Dr Jha explains the hurdles: “The Trump administration promised to deliver 100 million vaccine doses by January, but we got only 60-70 million. Moreover, there was a lack of proper communication with states. Now President Biden and his team are working out the state-by-state vaccination plan. Vaccination has actually got ramped up in the last week and I hope that we will scale up the target before early March.”
He hopes that his advice to the Biden administration to maximise vaccination will not go down as during the previous administration. Recalling the Trump administration’s handling of the corona pandemic, Dr Jha’s tone gets harder: “America did a terrible job last year and largely the Trump administration is to blame. I will not blame a single person (President Donald Trump), but he consistently denied the scientific data and information about the threat we all were about to face. In fact, the undermining of the coronavirus by him and his administration’s continuous rifts with healthcare officials and experts alike are ironic.”
He went on: “It was a bizarre year and what to say…when I raised the threats about the coronavirus, I and my family were threatened with calls. America would have done much better in controlling the virus, but for sheer ignorance and defiance we ended up what we are today… We have lost 4,00,000 lives and may lose another 1,00,000 in next 4-6 weeks before situation is brought under control by the new Biden administration.”

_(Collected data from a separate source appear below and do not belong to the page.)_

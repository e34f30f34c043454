//! # Domains
//!
//! Domain lifecycle endpoints: availability, registration, renewal and order
//! lookups. Each submodule adds its methods to [`Domains`].

pub mod availability;
pub mod details;
pub mod order;
pub mod register;
pub mod renew;
pub mod search;

pub use availability::DomainAvailability;
pub use details::{DomainOrderDetails, OrderDetailsOption, OrderGdpr};
pub use order::OrderContact;
pub use register::DomainRegisterParams;
pub use renew::DomainRenewParams;
pub use search::{DomainSearchItem, DomainSearchParams};

use crate::api::client::ResellerClient;
use crate::core::flex::{FlexFloat, FlexInt};
use crate::retrieve::Transport;
use serde::{Deserialize, Serialize};
use std::fmt;

/// Values of [`DomainAvailability::status`].
pub mod status {
    pub const AVAILABLE: &str = "available";
    pub const REGISTERED_THROUGH_US: &str = "regthroughus";
    pub const REGISTERED_THROUGH_OTHERS: &str = "regthroughothers";
    pub const UNKNOWN: &str = "unknown";
}

/// Endpoint group for `/domains`.
pub struct Domains<'a, T: Transport> {
    client: &'a ResellerClient<T>,
}

impl<'a, T: Transport> Domains<'a, T> {
    pub(crate) fn new(client: &'a ResellerClient<T>) -> Self {
        Self { client }
    }
}

/// How the customer invoice is handled for a register or renew action.
#[derive(Debug, Clone, Copy, Default, PartialEq, Eq)]
pub enum InvoiceOption {
    /// No invoice is raised; the order is executed.
    NoInvoice,
    /// Invoice is raised and paid from the customer's debit account when funds
    /// allow; otherwise the order stays pending.
    #[default]
    PayInvoice,
    /// Invoice is raised for later payment; the order is executed.
    KeepInvoice,
    /// Invoice is raised for later payment; the action stays pending.
    OnlyAdd,
}

impl InvoiceOption {
    pub fn as_str(&self) -> &'static str {
        match self {
            InvoiceOption::NoInvoice => "NoInvoice",
            InvoiceOption::PayInvoice => "PayInvoice",
            InvoiceOption::KeepInvoice => "KeepInvoice",
            InvoiceOption::OnlyAdd => "OnlyAdd",
        }
    }
}

impl fmt::Display for InvoiceOption {
    fn fmt(&self, f: &mut fmt::Formatter<'_>) -> fmt::Result {
        f.write_str(self.as_str())
    }
}

/// Outcome of an order action (registration, renewal, privacy purchase).
#[derive(Debug, Clone, Default, PartialEq, Serialize, Deserialize)]
#[serde(default)]
pub struct DomainAction {
    #[serde(rename = "actiontype")]
    pub action_type: String,
    #[serde(rename = "actiontypedesc")]
    pub action_type_desc: String,
    #[serde(rename = "actionstatus")]
    pub action_status: String,
    #[serde(rename = "actionstatusdesc")]
    pub action_status_desc: String,
    pub description: String,
    #[serde(rename = "entityid")]
    pub entity_id: FlexInt,
    #[serde(rename = "customerid")]
    pub customer_id: FlexInt,
    #[serde(rename = "eaqid")]
    pub eaq_id: FlexInt,
    #[serde(rename = "invoiceid")]
    pub invoice_id: FlexInt,
    #[serde(rename = "sellingamount")]
    pub selling_amount: FlexFloat,
    #[serde(rename = "unutilisedsellingamount")]
    pub unutilised_selling_amount: FlexFloat,
    #[serde(rename = "sellingcurrencysymbol")]
    pub selling_currency_symbol: String,
}

/// Response of register and renew: the domain action plus the privacy
/// protection action, when one was purchased.
#[derive(Debug, Clone, Default, PartialEq, Serialize, Deserialize)]
#[serde(default)]
pub struct DomainActionResponse {
    #[serde(flatten)]
    pub action: DomainAction,
    #[serde(rename = "privacydetails")]
    pub privacy_details: DomainAction,
}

Dr Jha said that both India and the US, with their capacity in the vaccines manufacturing, can handle the lurking health threat effectively. Heaping praise on India’s handling of coronavirus from the beginning, he said: “I have been watching India from the beginning as it is my country of origin and frankly speaking, India has done a much better job than even the US and many European nations while handling the pandemic in its very early stages. Moving on with strict lockdown, a strong publicity blitz advocating prevention at all levels, both in public domain and within households, deserve a special praise. I was really scared about India’s corona cases during the festival and marriage seasons, but it was kept under control.”

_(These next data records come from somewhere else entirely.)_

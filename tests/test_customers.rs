//! tests/test_customers.rs
//!
//! Customer sign-up against an in-memory transport that records every request.

use reqwest::{Method, Url};
use resellerclub::api::CustomerCreateParams;
use resellerclub::core::error::RcError;
use resellerclub::loggers::Logger;
use resellerclub::retrieve::{RawResponse, Transport};
use resellerclub::{ClientConfig, ResellerClient};
use std::future::Future;
use std::sync::{Arc, Mutex};

/// Replies with a fixed status and body and keeps a log of what was asked.
#[derive(Clone)]
struct StaticTransport {
    status: u16,
    body: &'static str,
    seen: Arc<Mutex<Vec<(Method, Url)>>>,
}

impl StaticTransport {
    fn new(status: u16, body: &'static str) -> Self {
        Self {
            status,
            body,
            seen: Arc::new(Mutex::new(Vec::new())),
        }
    }

    fn requests(&self) -> Vec<(Method, Url)> {
        self.seen.lock().unwrap().clone()
    }
}

impl Transport for StaticTransport {
    fn execute(
        &self,
        method: Method,
        url: &Url,
    ) -> impl Future<Output = Result<RawResponse, RcError>> + Send {
        self.seen.lock().unwrap().push((method, url.clone()));
        let resp = RawResponse {
            status: self.status,
            body: self.body.as_bytes().to_vec(),
        };
        async move { Ok(resp) }
    }
}

fn client_with(transport: StaticTransport) -> ResellerClient<StaticTransport> {
    let config = ClientConfig::new("12345", "secret-key").with_test_mode(true);
    ResellerClient::with_transport(config, transport, Logger::detached("customers_test")).unwrap()
}

fn full_params() -> CustomerCreateParams {
    CustomerCreateParams {
        username: "jane@example.com".into(),
        password: "Secr3t!pass".into(),
        name: "Jane Doe".into(),
        company: "N/A".into(),
        address_line_1: "1 Main St".into(),
        city: "Springfield".into(),
        state: "Not Applicable".into(),
        other_state: "Nowhere".into(),
        country: "US".into(),
        zipcode: "12345".into(),
        phone_cc: "1".into(),
        phone: "5551234".into(),
        lang_pref: "en".into(),
        accept_policy: true,
        ..Default::default()
    }
}

fn query_value(url: &Url, key: &str) -> Option<String> {
    url.query_pairs().find(|(k, _)| k == key).map(|(_, v)| v.into_owned())
}

#[tokio::test]
async fn test_create_customer_success() {
    let transport = StaticTransport::new(200, "1001");
    let client = client_with(transport.clone());

    let id = client.customers().create(&full_params()).await.unwrap();
    assert_eq!(id, 1001);

    let requests = transport.requests();
    assert_eq!(requests.len(), 1);
    let (method, url) = &requests[0];
    assert_eq!(*method, Method::POST);
    assert_eq!(url.host_str(), Some("test.httpapi.com"));
    assert_eq!(url.path(), "/api/customers/v2/signup.json");
    assert_eq!(query_value(url, "auth-userid").as_deref(), Some("12345"));
    assert_eq!(query_value(url, "username").as_deref(), Some("jane@example.com"));
    assert_eq!(query_value(url, "passwd").as_deref(), Some("Secr3t!pass"));
    assert_eq!(query_value(url, "other-state").as_deref(), Some("Nowhere"));
    assert_eq!(query_value(url, "accept-policy").as_deref(), Some("true"));
    // unset optional flags and fields are not sent
    assert_eq!(query_value(url, "sms-consent"), None);
    assert_eq!(query_value(url, "address-line-2"), None);
}

#[tokio::test]
async fn test_create_customer_missing_username() {
    let transport = StaticTransport::new(200, "1001");
    let client = client_with(transport.clone());

    let params = CustomerCreateParams {
        username: String::new(),
        ..full_params()
    };
    let result = client.customers().create(&params).await;

    assert!(matches!(result, Err(RcError::MissingParams(p)) if p == "username"));
    assert!(transport.requests().is_empty(), "no request may be sent");
}

#[tokio::test]
async fn test_create_customer_reports_first_missing_field() {
    let params = CustomerCreateParams {
        city: String::new(),
        lang_pref: String::new(),
        ..full_params()
    };
    let err = params.to_query().unwrap_err();
    assert_eq!(err.to_string(), "missing required params: city");
}

#[tokio::test]
async fn test_create_customer_api_error() {
    let transport = StaticTransport::new(
        500,
        r#"{"status":"ERROR","message":"jane@example.com is already a customer"}"#,
    );
    let client = client_with(transport);

    let err = client.customers().create(&full_params()).await.unwrap_err();
    assert_eq!(err.message(), Some("jane@example.com is already a customer"));
    assert_eq!(err.response().unwrap()["status"], "ERROR");
}

#[tokio::test]
async fn test_create_customer_unexpected_body() {
    let transport = StaticTransport::new(200, r#"{"customerid":"1001"}"#);
    let client = client_with(transport);

    let err = client.customers().create(&full_params()).await.unwrap_err();
    assert!(err.is_something_went_wrong());
}

#[test]
fn test_client_rejects_empty_credentials() {
    let config = ClientConfig::new("", "secret-key");
    let result = ResellerClient::with_transport(
        config,
        StaticTransport::new(200, ""),
        Logger::detached("customers_test"),
    );
    assert!(matches!(result, Err(RcError::Config(_))));
}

And now with its capacity to manufacture vaccines, he says, “India’s vaccine diplomacy is praiseworthy.” However, he cautions India, just like he said about the US, about the reluctance and slow vaccination process: “India’s strength as the manufacturing hub of vaccines must be harnessed fully as it needs to ramp up its vaccination drive… That is the only way out to beat this pandemic, especially when the UK variant is threatening to spike any time soon.”
However, the top Covid expert, when asked about how much he sees China’s allegedly role in the coronavirus outbreak from its soil and spreading it to the world, he said: “No doubt the virus originated in China, but to pinpoint Beijing for spreading it, it will require more data and information to authenticate those claims.” Perhaps the WHO team probe into the global allegations against China’s role in this pandemic will help clear the mystery.
But are we in for more severe lockdowns as some European countries have already got into?
“Maybe it is not required, if we are adequately vaccinated and take precautions,” says Dr Jha.
Sounds like both India and the US have a lot to work on vaccination front to get the economy and nations moving.